Plans of patients treated with lung SBRT from January 2020 to August 2021 were taken from the clinical database. No other selection criteria were applied. The plans were made with Pinnacle TPS (Philips, USA) using VMAT arcs of 10 MV photons. All plans were verified pretreatment on a Delta4 phantom (ScandiDos, Sweden) and fulfilled our clinical g criteria of 3%/3mm with a passing rate ≥95% at a 40% dose threshold. Additionally, all plans passed our clinical 3D SDC (Mobius3D, Varian Medical Systems, USA) using our clinical g criteria of 5%/3mm with a passing rate ≥95% at a 40% dose threshold.

The selected plans were recalculated with the 3D SDC using criteria of 3%/3mm. In order not to interfere with the standard workflow, a dicom tag was modified during transfer from our radiotherapy PACS to the 3D SDC and that triggered the use of the tighter settings. Results were automatically stored.

Results

136 unique lung SBRT plans, including patients with multiple lesions, were automatically recalculated at 3%/3 mm with the 3D SDC. 129 of the plans (95%) had a g passing rate ≥95%. Although the treatments were heterogenous in prescription and fractionation, the histogram of (monitor units)/(prescribed dose) had a relatively small distribution (see fig.). The plans that failed the criteria are indicated in the figure; 4 of the 7 failed plans (57%) were “in the tails” of the distribution.


Conclusion

A large number of lung SBRT plans was re-evaluated using our 3D SDC at the same criteria as for pretreatment measurements. The majority of plans (95%) passed these criteria. It is often recommended to do extra QA for plans that are more complex than the “standard” plans.
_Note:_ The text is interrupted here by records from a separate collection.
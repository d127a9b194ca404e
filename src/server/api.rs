//! API route definitions

use std::sync::Arc;
use axum::{
    http::StatusCode,
    response::IntoResponse,
    routing::{get, post},
    Json, Router,
};
use serde_json::json;
use tower_http::trace::TraceLayer;

use super::{handlers, state::AppState};

async fn handle_404() -> impl IntoResponse {
    (
        StatusCode::NOT_FOUND,
        Json(json!({
            "error": true,
            "message": "Not found. Use POST /api/predict or GET /api/health.",
        })),
    )
}

async fn handle_405() -> impl IntoResponse {
    (
        StatusCode::METHOD_NOT_ALLOWED,
        Json(json!({
            "error": true,
            "message": "Method not allowed.",
        })),
    )
}

/// Create the main application router
pub fn create_router(state: Arc<AppState>) -> Router {
    let api_routes = Router::new()
        .route("/health", get(handlers::health_check))
        .route("/predict", post(handlers::predict))
        .fallback(handle_404)
        .method_not_allowed_fallback(handle_405);

    Router::new()
        .nest("/api", api_routes)
        .fallback(handle_404)
        .with_state(state)
        .layer(TraceLayer::new_for_http())
}
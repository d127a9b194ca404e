//! Per-stage input and output locations

use crate::error::{PipelineError, Result};
use serde::{Deserialize, Serialize};
use std::path::PathBuf;

/// Where the raw dataset comes from
#[derive(Debug, Clone, Serialize, Deserialize)]
pub struct DataIngestionConfig {
    /// UCI repository identifier of the dataset
    pub uci_dataset_id: u32,
    /// Whether a fresh download was requested
    #[serde(default)]
    pub download: bool,
    /// Local copy of the raw dataset
    pub external_path: PathBuf,
}

#[derive(Debug, Clone, Serialize, Deserialize)]
pub struct DataValidationConfig {
    pub external_path: PathBuf,
}

/// Train/test split of the raw dataset
#[derive(Debug, Clone, Serialize, Deserialize)]
pub struct DataPreparationConfig {
    pub external_path: PathBuf,
    pub train_path: PathBuf,
    pub test_path: PathBuf,
    /// Fraction of rows held out for the test set
    #[serde(default = "default_test_size")]
    pub test_size: f64,
}

fn default_test_size() -> f64 {
    0.2
}

#[derive(Debug, Clone, Serialize, Deserialize)]
pub struct DataTransformationConfig {
    pub train_path: PathBuf,
    pub test_path: PathBuf,
    pub train_array_path: PathBuf,
    pub test_array_path: PathBuf,
    pub preprocessor_path: PathBuf,
}

#[derive(Debug, Clone, Serialize, Deserialize)]
pub struct ModelTrainerConfig {
    pub train_array_path: PathBuf,
    pub model_path: PathBuf,
}

#[derive(Debug, Clone, Serialize, Deserialize)]
pub struct ModelEvaluationConfig {
    pub train_array_path: PathBuf,
    pub test_array_path: PathBuf,
    pub model_path: PathBuf,
    pub scores_dir: PathBuf,
    pub predictions_dir: PathBuf,
}

#[derive(Debug, Clone, Serialize, Deserialize)]
pub struct ModelPredictionConfig {
    pub preprocessor_path: PathBuf,
    pub model_path: PathBuf,
}

/// Contents of `config.toml`
#[derive(Debug, Clone, Serialize, Deserialize)]
pub struct StageConfigs {
    pub data_ingestion: DataIngestionConfig,
    pub data_validation: DataValidationConfig,
    pub data_preparation: DataPreparationConfig,
    pub data_transformation: DataTransformationConfig,
    pub model_trainer: ModelTrainerConfig,
    pub model_evaluation: ModelEvaluationConfig,
    pub model_prediction: ModelPredictionConfig,
}

impl StageConfigs {
    /// Parse from TOML text
    pub fn from_toml(text: &str) -> Result<Self> {
        let configs: Self = toml::from_str(text)?;
        configs.validate()?;
        Ok(configs)
    }

    fn validate(&self) -> Result<()> {
        let test_size = self.data_preparation.test_size;
        if !(test_size > 0.0 && test_size < 1.0) {
            return Err(PipelineError::ConfigError(format!(
                "data_preparation.test_size must lie strictly between 0 and 1, got {}",
                test_size
            )));
        }
        Ok(())
    }
}
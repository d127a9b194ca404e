//! Utility functions and types

mod timer;

pub use timer::Timer;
However, by using (monitor units)/(prescribed dose) as plan complexity measure, 3 plans would have escaped extra QA.

By using tighter 3D SDC criteria potentially critical plans can be identified. We recommend a risk-based selection for pretreatment QA by measuring those plans that do not meet the pretreatment criteria in the 3D SDC and to combine this with sampling the rest of the plans. This will result in a vast reduction of work load.